Also in April 1750
1st : The Swedish explorer and scientist
Pehr Osbeck, a student of the botanist and zoologist Carl Linnaeus, begins his log as he sets out on the ship Prins Carl to China, where he will study the fauna and flora. Over the next two years, he assembles details of over 600 species to contribute to Linnaeus’s Species Plantarum.
12th: As his groundbreaking experiments with electricity gather pace, the great American scientist, author and statesman Benjamin Franklin pauses to take stock of his life in a letter to his mother Abiah. ‘I would rather have it said “He lived usefully” than “He died rich”,’ he concludes.

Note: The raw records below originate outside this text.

use async_trait::async_trait;

use crate::domain::user::errors::UserError;
use crate::domain::user::model::User;

pub struct SignInParams {
    pub email: String,
    pub password: String,
}

/// Authenticated user plus the session token to hand back to the client.
#[derive(Debug, Clone)]
pub struct SignInResult {
    pub user: User,
    pub token: String,
}

#[async_trait]
pub trait SignInUseCase: Send + Sync {
    async fn execute(&self, params: SignInParams) -> Result<SignInResult, UserError>;
}
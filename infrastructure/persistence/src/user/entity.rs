use chrono::{DateTime, Utc};
use sqlx::FromRow;
use uuid::Uuid;

use business::domain::shared::value_objects::UserId;
use business::domain::user::model::{PasswordHash, User};

pub const USER_COLUMNS: &str =
    "id, name, email, password_hash, profile_picture_url, created_at, updated_at";

#[derive(FromRow)]
pub struct UserEntity {
    pub id: Uuid,
    pub name: String,
    pub email: String,
    pub password_hash: String,
    pub profile_picture_url: String,
    pub created_at: DateTime<Utc>,
    pub updated_at: DateTime<Utc>,
}

impl UserEntity {
    pub fn into_domain(self) -> User {
        User {
            id: UserId::new(self.id),
            name: self.name,
            email: self.email,
            password_hash: PasswordHash::new(self.password_hash),
            profile_picture_url: self.profile_picture_url,
            created_at: self.created_at,
            updated_at: self.updated_at,
        }
    }
}
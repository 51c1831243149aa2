use async_trait::async_trait;
use uuid::Uuid;

use crate::domain::recipe::errors::RecipeError;
use crate::domain::recipe::social::RecipeShare;
use crate::domain::shared::session::Session;

pub struct AcceptShareParams {
    pub session: Session,
    pub recipe_id: Uuid,
}

#[async_trait]
pub trait AcceptShareUseCase: Send + Sync {
    async fn execute(&self, params: AcceptShareParams) -> Result<RecipeShare, RecipeError>;
}
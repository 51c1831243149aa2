use poem::middleware::Cors;
use std::env;

/// Initialize CORS middleware for the web client
///
/// Environment variables:
/// - CORS_ALLOWED_ORIGINS: Comma-separated list of allowed origins
///   (default: "http://localhost:3000,http://localhost:5173")
///
/// Credentials are allowed so the browser sends the session cookie.
pub fn init_cors() -> Cors {
    let allowed_origins = env::var("CORS_ALLOWED_ORIGINS")
        .unwrap_or_else(|_| "http://localhost:3000,http://localhost:5173".to_string());

    Cors::new()
        .allow_origins(parse_origins(&allowed_origins))
        .allow_methods(vec!["GET", "POST", "PUT", "DELETE", "OPTIONS"])
        .allow_headers(vec!["content-type"])
        .allow_credentials(true)
}

fn parse_origins(raw: &str) -> Vec<String> {
    raw.split(',')
        .map(str::trim)
        .filter(|origin| !origin.is_empty())
        .map(str::to_string)
        .collect()
}

#[cfg(test)]
mod tests {
    use super::*;

    #[test]
    fn should_split_and_trim_origins() {
        let origins = parse_origins("http://localhost:3000, https://pantry.example.com ,");

        assert_eq!(
            origins,
            vec!["http://localhost:3000", "https://pantry.example.com"]
        );
    }
}
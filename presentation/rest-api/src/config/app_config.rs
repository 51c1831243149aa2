use super::{auth_config::AuthConfig, cors_config, server_config::ServerConfig};
use poem::middleware::Cors;

pub struct AppConfig {
    pub server: ServerConfig,
    pub cors: Cors,
    pub auth: AuthConfig,
}

impl AppConfig {
    pub fn from_env() -> anyhow::Result<Self> {
        Ok(Self {
            server: ServerConfig::from_env(),
            cors: cors_config::init_cors(),
            auth: AuthConfig::from_env()?,
        })
    }
}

His correspondence later in the year will contain details of his idea for installing lightning rods to protect buildings from fire and, less auspiciously, his experience of suffering a shock while trying to electrocute a turkey. 13th: Eight years and several disappointingly received performances after its premiere in Dublin, Handel’s Messiah at last finds favour with a London audience when it is sung at Covent Garden. Another performance will soon follow when, on 1 May, a concert is given for the benefit of the London Foundling Hospital, the first of what will thereafter become an annual charity event.
17th: Prussia’s Frederick II (‘the Great’) announces the Generalprivileg, a measure that, while incorporating the Jews into the state’s bureaucratic and legal systems, also severely limits their freedom and opportunities. As well as placing limits on the number of Jews that can enjoy Prussian citizenship, it also imposes segregation on them, forces them to pay higher taxes than other citizens and forbids them to engage in trades run by guilds.